Cathie Gauthier est la seule survivante du drame qui a coûté la vie à ses trois enfants et à son mari, Marc Laliberté, le 31 décembre dernier à Chicoutimi. La femme de 35 ans est accusée du meurtre prémédité de ses enfants, âgés de 4 à 12 ans.

La meilleure amie de Cathie Gauthier au Saguenay, Kathy Ouellet, 35 ans, a aussi témoigné, sans jeter un regard vers le banc des accusés. Elle a raconté avec aplomb les derniers moments qu'elle a passés en compagnie de son amie, la veille des événements tragiques.

«On va aller vivre dans ton garage», lui a lancé l'accusée, le 30 décembre, découragée par ses problèmes financiers. Mme Ouellet, loin de se douter du drame qui se tramait, a trouvé la remarque farfelue. Depuis, elle se repasse les phrases prononcées par l'accusée ce jour-là, y cherchant un message. L'une des ces phrases l'a marquée: «Je ne sais pas ce que je ferais avec les enfants si Marc n'était pas là.»

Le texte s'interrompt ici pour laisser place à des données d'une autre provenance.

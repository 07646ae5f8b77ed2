//! Incremental retrieval over the partitioned archive.
//!
//! A [`Cursor`] walks bound days in ascending order and, within a partition,
//! record ids in ascending order. Each [`Cursor::poll`] examines a bounded
//! number of candidates and reports exactly one [`PollOutcome`].
//!
//! # Examples
//! ```rust,ignore
//! let mut cursor = archive.open_cursor(criteria, index)?;
//! loop {
//!     match cursor.poll(Instant::now() + Duration::from_secs(1))? {
//!         PollOutcome::Found(msg) => forward(&msg),
//!         PollOutcome::RetryLater => thread::sleep(Duration::from_secs(1)),
//!         PollOutcome::UntilReached | PollOutcome::EndOfArchive => break,
//!     }
//! }
//! cursor.close();
//! ```

use crate::chunk::ChunkedBodyStore;
use crate::criteria::{Matcher, SearchCriteria};
use crate::error::{ArchiveError, Result};
use crate::lifecycle::partition::{current_timestamp_millis, day_label};
use crate::lifecycle::{PartitionDirectory, PartitionRef};
use crate::message::{day_of, DayNumber, DcpMessage, RecordId, Timestamp};
use crate::netlist::AddressIndex;
use crate::store::{MessageQuery, PartitionStore};
use std::sync::Arc;
use std::time::Instant;
use tracing::{debug, warn};

/// Default number of candidates examined per poll.
pub const DEFAULT_SCAN_BUDGET: usize = 10_000;

/// Messages received more recently than this are held back when the
/// real-time settle delay is requested.
pub const SETTLE_DELAY_MS: i64 = 30_000;

/// Rows fetched per read of a partition.
const SCAN_BATCH: usize = 256;

/// Result of one poll.
#[derive(Debug, Clone, PartialEq, Eq)]
pub enum PollOutcome {
    /// A matching message, with its body reassembled.
    Found(Box<DcpMessage>),
    /// Nothing new yet; poll again after a pause.
    RetryLater,
    /// A message past the until bound was reached. Terminal.
    UntilReached,
    /// No retained or future partition can satisfy the criteria. Terminal.
    EndOfArchive,
}

#[derive(Debug, Clone, Copy, PartialEq, Eq)]
enum Terminal {
    UntilReached,
    EndOfArchive,
}

impl From<Terminal> for PollOutcome {
    fn from(terminal: Terminal) -> Self {
        match terminal {
            Terminal::UntilReached => PollOutcome::UntilReached,
            Terminal::EndOfArchive => PollOutcome::EndOfArchive,
        }
    }
}

/// Where the cursor stands: the day being scanned, the last record id
/// consumed there, and the slot epoch observed on first read.
#[derive(Debug, Clone, Copy)]
struct Position {
    day: DayNumber,
    after: Option<RecordId>,
    epoch: Option<u64>,
}

impl Position {
    fn start_of(day: DayNumber) -> Self {
        Self {
            day,
            after: None,
            epoch: None,
        }
    }
}

enum Step {
    Found(Box<DcpMessage>),
    Settling,
    UntilReached,
    /// Batch consumed without a result; more rows may follow.
    Continue,
    /// No rows remain after the position.
    Exhausted,
    OutOfBudget,
}

/// A consumer's position plus its bound criteria.
///
/// Owned and advanced by one consumer at a time. Many cursors may run
/// against the same directory concurrently.
pub struct Cursor<S: PartitionStore> {
    directory: Arc<PartitionDirectory<S>>,
    bodies: ChunkedBodyStore,
    matcher: Matcher,
    lrgs_since: Option<Timestamp>,
    lrgs_until: Option<Timestamp>,
    position: Position,
    scan_budget: usize,
    terminal: Option<Terminal>,
}

impl<S: PartitionStore> Cursor<S> {
    /// Opens a cursor, resolving relative time bounds against `now`.
    ///
    /// The scan starts at the day of the transmit-time lower bound, or at the
    /// oldest retained day. Receipt-time bounds never narrow the days
    /// scanned: a late relay can land long after its transmit day.
    pub fn open(
        directory: Arc<PartitionDirectory<S>>,
        bodies: ChunkedBodyStore,
        criteria: Arc<SearchCriteria>,
        index: AddressIndex,
        now: Timestamp,
    ) -> Self {
        let lrgs_since = criteria.lrgs_since.map(|t| t.evaluate(now));
        let lrgs_until = criteria.lrgs_until.map(|t| t.evaluate(now));
        let matcher = Matcher::new(criteria, index, now);

        let start_day = matcher.daps_since().map_or(DayNumber::MIN, day_of);
        debug!("Opened cursor starting at day {}", start_day);

        Self {
            directory,
            bodies,
            matcher,
            lrgs_since,
            lrgs_until,
            position: Position::start_of(start_day),
            scan_budget: DEFAULT_SCAN_BUDGET,
            terminal: None,
        }
    }

    /// Sets the number of candidates examined per poll (at least 1).
    pub fn with_scan_budget(mut self, budget: usize) -> Self {
        self.scan_budget = budget.max(1);
        self
    }

    /// The compiled criteria.
    pub fn matcher(&self) -> &Matcher {
        &self.matcher
    }

    /// Advances to the next matching message, returning before `deadline`
    /// or once the scan budget is spent.
    ///
    /// # Errors
    ///
    /// Returns [`ArchiveError::ArchiveUnavailable`] if the partition being
    /// scanned was reclaimed. The cursor should be closed and reopened.
    pub fn poll(&mut self, deadline: Instant) -> Result<PollOutcome> {
        self.poll_at(deadline, current_timestamp_millis()?)
    }

    /// Like [`Cursor::poll`], with the wall clock fixed at `now`.
    pub fn poll_at(&mut self, deadline: Instant, now: Timestamp) -> Result<PollOutcome> {
        if let Some(terminal) = self.terminal {
            return Ok(terminal.into());
        }

        let directory = Arc::clone(&self.directory);
        let mut examined = 0;
        loop {
            let Some(day) = self.current_day(&directory)? else {
                return Ok(self.end_of_scan(now));
            };

            let step = directory
                .with_partition(day, |partition, store| {
                    self.scan(partition, store, now, deadline, &mut examined)
                })?
                .ok_or_else(|| self.reclaimed(day))?;

            match step {
                Step::Found(msg) => return Ok(PollOutcome::Found(msg)),
                Step::Settling | Step::OutOfBudget => return Ok(PollOutcome::RetryLater),
                Step::UntilReached => {
                    debug!("Cursor reached its until bound in {}", day_label(day));
                    self.terminal = Some(Terminal::UntilReached);
                    return Ok(PollOutcome::UntilReached);
                }
                Step::Continue => {}
                Step::Exhausted => {
                    let next = directory.bound_days().into_iter().find(|&d| d > day);
                    match next {
                        Some(next) => self.position = Position::start_of(next),
                        None => return Ok(self.end_of_scan(now)),
                    }
                }
            }
        }
    }

    /// Closes the cursor.
    pub fn close(self) {
        debug!(
            "Closed cursor at day {} after record {:?}",
            self.position.day, self.position.after
        );
    }

    /// Picks the day to scan, checking that a slot already read from is
    /// still bound with the same epoch.
    fn current_day(&mut self, directory: &PartitionDirectory<S>) -> Result<Option<DayNumber>> {
        if let Some(epoch) = self.position.epoch {
            return match directory.lookup(self.position.day) {
                Some(partition) if partition.epoch == epoch => Ok(Some(self.position.day)),
                _ => Err(self.reclaimed(self.position.day)),
            };
        }

        let day = self.position.day;
        let next = directory.bound_days().into_iter().find(|&d| d >= day);
        if let Some(next) = next {
            if next != day {
                self.position = Position::start_of(next);
            }
        }
        Ok(next)
    }

    fn scan(
        &mut self,
        partition: &PartitionRef,
        store: &S,
        now: Timestamp,
        deadline: Instant,
        examined: &mut usize,
    ) -> Result<Step> {
        match self.position.epoch {
            Some(epoch) if epoch != partition.epoch => return Err(self.reclaimed(partition.day)),
            Some(_) => {}
            None => self.position.epoch = Some(partition.epoch),
        }

        let mut query = MessageQuery::all().limit(SCAN_BATCH);
        if let Some(after) = self.position.after {
            query = query.after(after);
        }
        let rows = store.query_messages(&partition.suffix, &query)?;
        if rows.is_empty() {
            return Ok(Step::Exhausted);
        }
        let full_batch = rows.len() == SCAN_BATCH;

        let criteria = self.matcher.criteria();
        let settle = criteria.realtime_settle && !criteria.has_until();
        let daps_until = self.matcher.daps_until();

        for row in rows {
            if settle && row.local_recv_time > now - SETTLE_DELAY_MS {
                return Ok(Step::Settling);
            }
            if daps_until.is_some_and(|until| row.transmit_time > until) {
                return Ok(Step::UntilReached);
            }

            self.position.after = row.record_id;
            *examined += 1;

            let received_in_window = self
                .lrgs_since
                .map_or(true, |since| row.local_recv_time >= since)
                && self
                    .lrgs_until
                    .map_or(true, |until| row.local_recv_time <= until);
            if received_in_window && self.matcher.test(&row) {
                let body = self.bodies.reconstruct(store, &partition.suffix, &row)?;
                let mut msg = row;
                msg.data = body.into_bytes();
                return Ok(Step::Found(Box::new(msg)));
            }

            if *examined >= self.scan_budget || Instant::now() >= deadline {
                return Ok(Step::OutOfBudget);
            }
        }

        Ok(if full_batch {
            Step::Continue
        } else {
            Step::Exhausted
        })
    }

    /// Outcome when no rows remain anywhere: the archive is finished for
    /// this cursor once an until bound has passed, otherwise try later.
    fn end_of_scan(&mut self, now: Timestamp) -> PollOutcome {
        let until = self.matcher.daps_until().or(self.lrgs_until);
        match until {
            Some(until) if until < now => {
                debug!("Cursor reached end of archive (until {} < now {})", until, now);
                self.terminal = Some(Terminal::EndOfArchive);
                PollOutcome::EndOfArchive
            }
            _ => PollOutcome::RetryLater,
        }
    }

    fn reclaimed(&self, day: DayNumber) -> ArchiveError {
        warn!("Partition for {} was reclaimed under a cursor", day_label(day));
        ArchiveError::ArchiveUnavailable(format!(
            "partition for {} was reclaimed during retrieval",
            day_label(day)
        ))
    }
}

Après avoir vendu leur maison à Amos, les Laliberté-Gauthier ont loué en août 2008 un bungalow à 1250$ par mois à Chicoutimi. À l'époque, le couple avait en banque les profits de la vente de sa maison - 19 000$. Marc Laliberté avait décidé de quitter l'Abitibi pour revenir dans sa région natale, le Saguenay, et ainsi se rapprocher de sa mère, malade en phase terminale. Quelques mois plus tard, le couple a déclaré faillite. Marc était «stressé». Il ne trouvait pas de travail en tant qu'agent immobilier, a raconté Mme Ouellet. Cathie, elle, a perdu trois emplois de vendeuse dans des boutiques en moins de deux mois.

La veille du drame, l'accusée a invité son amie chez elle pour lui donner des vêtements neufs. «Elle me disait qu'elle n'en avait plus besoin puisqu'elle avait perdu son emploi», a-t-elle raconté. Après avoir essayé les vêtements, Mme Ouellet lui a proposé d'aller visiter des appartements moins chers pour sa famille. C'est sans grand enthousiasme que l'accusée l'a accompagnée. «Au bout d'une heure, elle en avait assez. Ça ne faisait jamais. Elle voulait rentrer», selon Mme Ouellet. À leur retour chez les Laliberté-Gauthier, Mme Ouellet a trouvé que le mari de son amie était «distant». C'est la dernière fois qu'elle les a vus vivants.

Le matin du Nouvel An, Mme Ouellet a téléphoné chez les Laliberté-Gauthier pour leur souhaiter bonne année. Il n'y avait pas de réponse. «Ils étaient supposés aller dîner chez les parents de Marc à Normandin, je me suis dit qu'ils étaient déjà partis», a-t-elle raconté. Le lendemain, le 2 janvier au soir, elle a reçu la visite des enquêteurs de la Sûreté du Québec. Quelques jours plus tard, elle a découvert dans sa boîte postale deux lettres dans lesquelles l'accusée expliquait son pacte de suicide.